Increasing the complexity of the reaction network improves the multiplexing capacity of the discriminating method, i.e. the number of different objects that can be simultaneously detected. I have investigated a chemical mechanism involving the competition between the complexation of a protein tag and a fluorogen and the photoisomerization of the fluorogen [2]. The kinetics of association between the fluorophore and the protein tag provides discriminating factors for its selective detection. I will explore the multiplexing possibilities offered by coupling the photoisomerization of the fluorogen with the competitive complexation for multiple protein tags.
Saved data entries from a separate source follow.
//! Console and session logging.
//!
//! The console shows warnings by default. With `--log-file` every command sent to the monitor
//! and every answer is recorded as JSON, so a failed upload can be replayed line by line.

use std::fs::File;
use std::path::{Path, PathBuf};
use std::sync::LazyLock;

use indicatif::MultiProgress;
use parking_lot::Mutex;
use tracing::level_filters::LevelFilter as TracingLevel;
use tracing_appender::non_blocking::WorkerGuard;
use tracing_subscriber::{
    fmt::format::FmtSpan, layer::SubscriberExt, util::SubscriberInitExt, EnvFilter, Layer,
};

/// Messages are printed above this while an upload is in progress.
static PROGRESS_BAR: LazyLock<Mutex<Option<MultiProgress>>> = LazyLock::new(|| Mutex::new(None));

/// Targets recorded in the session log. The monitor module traces the wire conversation.
const SESSION_DIRECTIVES: &str = "warn,hudsonbug=debug,hudsonbug::monitor=trace";

/// Console level when neither `--log-level` nor `RUST_LOG` is given.
const DEFAULT_CONSOLE_LEVEL: TracingLevel = TracingLevel::WARN;

/// Keeps the session log open. Pending lines are flushed when this is dropped.
pub struct SessionLog {
    _writer: WorkerGuard,
    path: PathBuf,
}

impl SessionLog {
    fn new(writer: WorkerGuard, path: &Path) -> Self {
        tracing::info!("Recording the monitor session to {}", path.display());

        Self {
            _writer: writer,
            path: path.to_owned(),
        }
    }
}

impl Drop for SessionLog {
    fn drop(&mut self) {
        tracing::info!("Monitor session recorded in {}", self.path.display());
    }
}

#[derive(Debug, Clone, Copy, PartialEq, Eq, clap::ValueEnum)]
#[clap(rename_all = "UPPER")]
pub enum LevelFilter {
    Off,
    Error,
    Warn,
    Info,
    Debug,
    Trace,
}

impl From<LevelFilter> for TracingLevel {
    fn from(level: LevelFilter) -> Self {
        match level {
            LevelFilter::Off => TracingLevel::OFF,
            LevelFilter::Error => TracingLevel::ERROR,
            LevelFilter::Warn => TracingLevel::WARN,
            LevelFilter::Info => TracingLevel::INFO,
            LevelFilter::Debug => TracingLevel::DEBUG,
            LevelFilter::Trace => TracingLevel::TRACE,
        }
    }
}

fn console_filter(level: Option<LevelFilter>) -> EnvFilter {
    let builder = EnvFilter::builder();
    match level {
        Some(level) => builder
            .with_default_directive(TracingLevel::from(level).into())
            .parse_lossy(""),
        None => builder
            .with_default_directive(DEFAULT_CONSOLE_LEVEL.into())
            .from_env_lossy(),
    }
}

fn session_filter() -> EnvFilter {
    EnvFilter::builder().parse_lossy(SESSION_DIRECTIVES)
}

/// Log lines go through the progress bar, which adds its own line ending.
struct ConsoleWriter;

impl std::io::Write for ConsoleWriter {
    fn write(&mut self, buf: &[u8]) -> std::io::Result<usize> {
        let line = String::from_utf8_lossy(buf);
        eprintln(line.trim_end_matches(['\r', '\n']));
        Ok(buf.len())
    }

    fn flush(&mut self) -> std::io::Result<()> {
        Ok(())
    }
}

/// Installs the console logger and, if `session_path` is given, the session log.
///
/// `level` overrides `RUST_LOG` for the console.
pub fn setup_logging(
    session_path: Option<&Path>,
    level: Option<LevelFilter>,
) -> anyhow::Result<Option<SessionLog>> {
    let console = tracing_subscriber::fmt::layer()
        .compact()
        .without_time()
        .with_writer(|| ConsoleWriter)
        .with_filter(console_filter(level));

    let Some(path) = session_path else {
        tracing_subscriber::registry().with(console).init();
        return Ok(None);
    };

    let file = File::create(path)?;

    // Lossless, a dropped line would leave a gap in the wire conversation.
    let (writer, guard) = tracing_appender::non_blocking::NonBlockingBuilder::default()
        .lossy(false)
        .buffered_lines_limit(128 * 1024)
        .finish(file);

    let session = tracing_subscriber::fmt::layer()
        .json()
        .with_file(true)
        .with_line_number(true)
        .with_span_events(FmtSpan::CLOSE)
        .with_writer(writer)
        .with_filter(session_filter());

    tracing_subscriber::registry()
        .with(console)
        .with(session)
        .init();

    Ok(Some(SessionLog::new(guard, path)))
}

/// Shows `progress` until [`clear_progress_bar`] is called.
pub fn set_progress_bar(progress: MultiProgress) {
    *PROGRESS_BAR.lock() = Some(progress);
}

pub fn clear_progress_bar() {
    *PROGRESS_BAR.lock() = None;
}

fn print_above_progress(message: &str, to_stderr: bool) {
    let progress = PROGRESS_BAR.lock();
    match progress.as_ref() {
        Some(progress) => {
            let _ = progress.println(message);
        }
        None if to_stderr => eprintln!("{message}"),
        None => println!("{message}"),
    }
}

/// Prints a line to stdout, above the progress bar if one is shown.
pub fn println(message: impl AsRef<str>) {
    print_above_progress(message.as_ref(), false);
}

/// Prints a line to stderr, above the progress bar if one is shown.
pub fn eprintln(message: impl AsRef<str>) {
    print_above_progress(message.as_ref(), true);
}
I will show that for a fluorogen-protein couple the out-of-phase amplitude of the concentration oscillations of the fluorescent complex displays a maximum [3] when the radial frequency $\omega$ and the average intensity $I^0$ of the illumination take singular values which depends on the kinetics of both isomerization and complexation reactions: The maximum is reached for a resonant species which have a particular set of rate constants. Hence, I will show how the experimentalist can tune the control parameters $\omega$ and $I^0$ to optimize the out-of-phase amplitude response for the targeted protein tag only.
[1] J. Querard et al., Nat. Commun. 8, 1 (2017).
[2] M.-A. Plamont et al., Proc. Natl. Acad. Sci. U.S.A. 113, 3 (2016).
[3] A. Pellissier-Tanon, R. Chouket, T. Le Saux, L. Jullien, and A. Lemarchand, Phys. Chem. Chem. Phys. 20, 23998 (2018).